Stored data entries

□ □ □

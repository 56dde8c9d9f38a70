mod audit;
mod images;
mod listings;
mod runtime;

use clap::{Parser, Subcommand};
use tracing_subscriber::EnvFilter;

use crate::runtime::Runtime;

#[derive(Debug, Parser)]
#[command(name = "wsdb-cli")]
#[command(about = "Wholesale listing scraper, image cache and audit sweeps")]
struct Cli {
    #[command(subcommand)]
    command: Commands,
}

#[derive(Debug, Subcommand)]
enum Commands {
    /// Search one marketplace and print (or store) the listing stubs
    Search {
        /// Platform id, e.g. dhgate
        platform: String,
        /// Search keywords
        query: String,
        /// Maximum number of listings to return
        #[arg(long, default_value = "50")]
        limit: usize,
        /// Allow headless rendering for result pages, overriding `WSDB_HEADLESS_DEFAULT`
        #[arg(long, overrides_with = "no_headless")]
        headless: bool,
        /// Never render result pages headless for this search
        #[arg(long, overrides_with = "headless")]
        no_headless: bool,
        /// Insert the stubs into the listing store instead of printing them
        #[arg(long)]
        save: bool,
    },
    /// Re-fetch one stored listing's detail page
    Refresh {
        /// Listing id
        #[arg(long, conflicts_with = "url", required_unless_present = "url")]
        id: Option<i64>,
        /// Listing URL
        #[arg(long)]
        url: Option<String>,
    },
    /// Sweep stored listings and heal weak records
    Audit {
        /// Only sweep listings of this platform
        #[arg(long)]
        platform: Option<String>,
        /// Resume after this listing id
        #[arg(long)]
        from: Option<i64>,
        /// Cron expression; run the sweep on this schedule until Ctrl-C
        #[arg(long)]
        schedule: Option<String>,
        /// Run a single sweep even if `WSDB_AUDIT_SCHEDULE` is set
        #[arg(long, conflicts_with = "schedule")]
        once: bool,
    },
    /// List stored listings whose detail record is weak
    Weak {
        #[arg(long)]
        platform: Option<String>,
        #[arg(long, default_value = "20")]
        limit: usize,
    },
    /// Resolve an image URL through the local cache
    Image {
        url: String,
        /// Page URL that relative image URLs are resolved against
        #[arg(long)]
        base: Option<String>,
    },
    /// Deny-list an image hash and delete its cached file
    DenyImage { hash: String },
}

/// `None` leaves the configured default in place.
fn headless_override(headless: bool, no_headless: bool) -> Option<bool> {
    if headless {
        Some(true)
    } else if no_headless {
        Some(false)
    } else {
        None
    }
}

#[tokio::main]
async fn main() -> anyhow::Result<()> {
    dotenvy::dotenv().ok();
    let cli = Cli::parse();
    let runtime = Runtime::load()?;
    let env_filter = EnvFilter::try_from_default_env()
        .or_else(|_| EnvFilter::try_new(runtime.config.log_level.clone()))?;
    tracing_subscriber::fmt().with_env_filter(env_filter).init();

    match cli.command {
        Commands::Search {
            platform,
            query,
            limit,
            headless,
            no_headless,
            save,
        } => {
            let headless = headless_override(headless, no_headless);
            listings::run_search(&runtime, &platform, &query, limit, headless, save).await
        }
        Commands::Refresh { id, url } => listings::run_refresh(&runtime, id, url.as_deref()).await,
        Commands::Audit {
            platform,
            from,
            schedule,
            once,
        } => {
            let schedule = if once {
                None
            } else {
                schedule.or_else(|| runtime.config.audit_schedule.clone())
            };
            match schedule {
                Some(cron) => audit::run_scheduled(&runtime, platform, &cron).await,
                None => audit::run_once(&runtime, platform.as_deref(), from).await,
            }
        }
        Commands::Weak { platform, limit } => {
            listings::run_weak(&runtime, platform.as_deref(), limit).await
        }
        Commands::Image { url, base } => images::run_resolve(&runtime, &url, base.as_deref()).await,
        Commands::DenyImage { hash } => images::run_deny(&runtime, &hash).await,
    }
}

#[cfg(test)]
mod tests;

□ □ □

*TASK TO COMPLETE:*
Go through the records, tally the lines holding the word "Refresh", and give only the tally.

*TASK SOLUTION:*
2